Я много лет изучал все эти уровни развития (холархии или вложенные, гнездовые иерархии), встречающиеся буквально во всех человеческих дисциплинах. Ведь холархии развития есть во всем, от эволюции звездных систем до морального развития, эволюции языка, систем физиологических органов и технико-экономических способов производства, и т. д., и т. п. И меня всегда до глубины души удивлял такой факт: все они очень похожи друг на друга, но не очень-то друг с другом сочетаются. Если взглянуть на физическую эволюцию, то можно увидеть холархии, простирающиеся от кварков и атомов к молекулам, клеткам и целым организмам. Как и в случае любых других холархий, каждый из этих уровней есть целое, становящееся частью большего целого на следующем, более высоком уровне. Так, целый кварк будет частью целого атома; атом — частью целой молекулы; молекула — частью целой клетки и т. д. Каждый из уровней есть то, что Кёстлер называл «холоном» — целостностью, которая оказывается частью еще большей целостности. Вся вселенная построена из холонов, и интегральная теория — по сути своей изучение таковых, где бы они ни возникали.

Но холархии между собой не согласовывались. В качестве примера можно упомянуть холархию развития человеческих мировоззрений, открытую Жаном Гебсером. Он обнаружил, что мировоззрение людей эволюционирует от архаических взглядов к магическим, мифическим, рациональным, плюралистическим и интегральным. Это все еще холархия — ведь каждый из уровней есть часть следующего, более высокого, и он становится все более цельным, объединяющим (как прогрессия от атомов к молекулам и клеткам). При этом ничто здесь не сочетается с эволюционной холархией, скажем, технико-экономических способов производства — эволюционирующих от охоты и собирательства к огородничеству или садоводству, а далее к аграрному, индустриальному и информационному способам производства. В общем, куда ни глянь, я везде обнаруживал холоны, организованные в холархии. И хотя между последними было много сходств, меня раздражало то, что их никак не удавалось друг с другом соотнести. Создавалось впечатление, что эти холархии связаны с какой-то одной важной вещью, но в других смыслах они очень сильно отличались друг от друга. И было совершенно непонятно, что именно здесь происходит.

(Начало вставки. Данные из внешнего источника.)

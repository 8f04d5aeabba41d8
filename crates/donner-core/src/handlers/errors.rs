//! Handler-specific error types.

use crate::errors::DonnerError;

/// Errors that can occur while constructing a handler from strategy settings.
#[derive(Debug, Clone, PartialEq, Eq, thiserror::Error)]
pub enum HandlerError {
    #[error("no handler defined")]
    NoHandlerDefined,

    #[error("unknown handler '{kind}'. Supported: docker_run, docker_compose_run, docker_compose_exec")]
    UnknownHandlerKind { kind: String },

    #[error("missing required field '{field}'")]
    MissingRequiredField { field: &'static str },

    #[error("additional field(s) detected: {}", fields.join(", "))]
    UnrecognizedFields { fields: Vec<String> },

    #[error("field '{field}' must be a {expected}")]
    InvalidFieldType {
        field: String,
        expected: &'static str,
    },
}

impl DonnerError for HandlerError {
    fn error_code(&self) -> &'static str {
        match self {
            HandlerError::NoHandlerDefined => "NO_HANDLER_DEFINED",
            HandlerError::UnknownHandlerKind { .. } => "UNKNOWN_HANDLER_KIND",
            HandlerError::MissingRequiredField { .. } => "MISSING_REQUIRED_FIELD",
            HandlerError::UnrecognizedFields { .. } => "UNRECOGNIZED_FIELDS",
            HandlerError::InvalidFieldType { .. } => "INVALID_FIELD_TYPE",
        }
    }

    fn is_user_error(&self) -> bool {
        true
    }
}
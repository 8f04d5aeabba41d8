use clap::ArgMatches;

use super::load_config;

pub(crate) fn handle_commands_command(
    _matches: &ArgMatches,
) -> Result<(), Box<dyn std::error::Error>> {
    let config = load_config()?;

    let commands = config.list_commands();
    let width = commands.iter().map(|c| c.len()).max().unwrap_or(0);

    for command in commands {
        let strategy = config.strategy_for(command).unwrap_or("-");
        let handler = config.strategy(strategy).map_or("-", |h| h.name());
        println!("{command:<width$}  {strategy} ({handler})");
    }

    if let Some(default) = config.default_strategy() {
        println!();
        println!("default strategy: {default}");
    }

    Ok(())
}
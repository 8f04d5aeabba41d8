//! Builds a typed [`Configuration`] out of a [`RawConfig`].
//!
//! Every semantic check happens here, eagerly. Once a configuration is built
//! the only way resolution can fail is an undefined command.

use std::collections::BTreeMap;

use serde_yaml::Value;
use tracing::{debug, info};

use super::errors::ConfigError;
use super::raw::RawConfig;
use crate::handlers::{Handler, HandlerError, HandlerRegistry, PassthroughHandler};

const HANDLER_FIELD: &str = "handler";

/// Validated configuration with the command dispatch table.
///
/// Commands and the default strategy refer to handlers by strategy name, so a
/// single handler is shared by every command bound to its strategy.
#[derive(Debug, Clone, PartialEq)]
pub struct Configuration {
    pub(super) strategies: BTreeMap<String, Handler>,
    pub(super) commands: BTreeMap<String, String>,
    pub(super) default_strategy: Option<String>,
    pub(super) fallback: Handler,
}

impl Configuration {
    /// Build a configuration, constructing one handler per strategy through
    /// `registry`.
    ///
    /// Error precedence: empty strategies, empty commands, strategy
    /// construction, default strategy, command bindings.
    pub fn build(raw: RawConfig, registry: &HandlerRegistry) -> Result<Self, ConfigError> {
        if raw.strategies.is_empty() {
            return Err(ConfigError::NoStrategiesSpecified);
        }
        if raw.commands.is_empty() {
            return Err(ConfigError::NoCommandsSpecified);
        }

        let mut strategies = BTreeMap::new();
        for (name, settings) in raw.strategies {
            let handler = build_strategy(registry, settings).map_err(|source| {
                ConfigError::StrategyError {
                    strategy: name.clone(),
                    source,
                }
            })?;
            debug!(
                event = "core.config.strategy_built",
                strategy = name.as_str(),
                handler = handler.name()
            );
            strategies.insert(name, handler);
        }

        if let Some(default) = &raw.default_strategy
            && !strategies.contains_key(default)
        {
            return Err(ConfigError::InvalidHandler {
                strategy: default.clone(),
            });
        }

        for (command, strategy) in &raw.commands {
            if command.chars().any(std::path::is_separator) {
                return Err(ConfigError::PathSpecifiedInCommand {
                    command: command.clone(),
                });
            }
            if !strategies.contains_key(strategy) {
                return Err(ConfigError::InvalidStrategy {
                    command: command.clone(),
                    strategy: strategy.clone(),
                });
            }
        }

        info!(
            event = "core.config.build_completed",
            strategies = strategies.len(),
            commands = raw.commands.len(),
            default_strategy = ?raw.default_strategy
        );

        Ok(Self {
            strategies,
            commands: raw.commands,
            default_strategy: raw.default_strategy,
            fallback: Handler::Passthrough(PassthroughHandler),
        })
    }

    /// Build with the built-in handler registry.
    pub fn from_raw(raw: RawConfig) -> Result<Self, ConfigError> {
        Self::build(raw, &HandlerRegistry::builtin())
    }

    /// Parse configuration text and build it with the built-in registry.
    pub fn from_yaml(content: &str) -> Result<Self, ConfigError> {
        Self::from_raw(RawConfig::parse(content)?)
    }
}

fn build_strategy(
    registry: &HandlerRegistry,
    mut settings: crate::handlers::StrategySettings,
) -> Result<Handler, HandlerError> {
    let kind = match settings.remove(HANDLER_FIELD) {
        None | Some(Value::Null) => return Err(HandlerError::NoHandlerDefined),
        Some(Value::String(kind)) => kind,
        Some(_) => {
            return Err(HandlerError::InvalidFieldType {
                field: HANDLER_FIELD.to_string(),
                expected: "string",
            });
        }
    };

    registry.construct(&kind, settings)
}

Л. В.: И, говорят, это почти свело тебя с ума. Я слышала — да и ты подтверждал это, — что ты бился над этой проблемой почти три года. И за все это время ты виделся только с четырьмя людьми. Я знаю, к чему клонится твоя история, и это гениально. Но вначале это было совсем не очевидно.

К. У.: Боже, я расскажу. У меня сложилась репутация отшельника, но на самом деле я не такой. У меня сотни друзей и коллег, с которыми я часто вижусь. Но в те три года я и вправду превратился в отшельника. Роджер Уолш раз в год заезжал ко мне, чтобы проверить, всё ли в порядке. Он доктор медицины и философии. Он измерял мой пульс, чтобы выяснить, жив ли я до сих пор. Но за исключением Роджера и еще нескольких случайных визитеров я больше никого не видел. Чем я занимался? Смотрел на все эти холархии. Я изучал какую-то холархию, взятую из какой-либо дисциплины (это могла быть физика, лингвистика, или карты духовной медитации, или геополитика), и выписывал по одной из таких холархий на большом листе желтой линованной бумаги, вырванном из блокнота. Ну, знаешь эти желтые листы? Я разместил их все на полу своего дома. Там было больше 200 листов, и они покрывали буквально каждый сантиметр моего жилища. Каждый день я ходил по дому, смотрел на эти холархии, а потом читал о каждой из них. Так что я был до краев загружен информацией о них.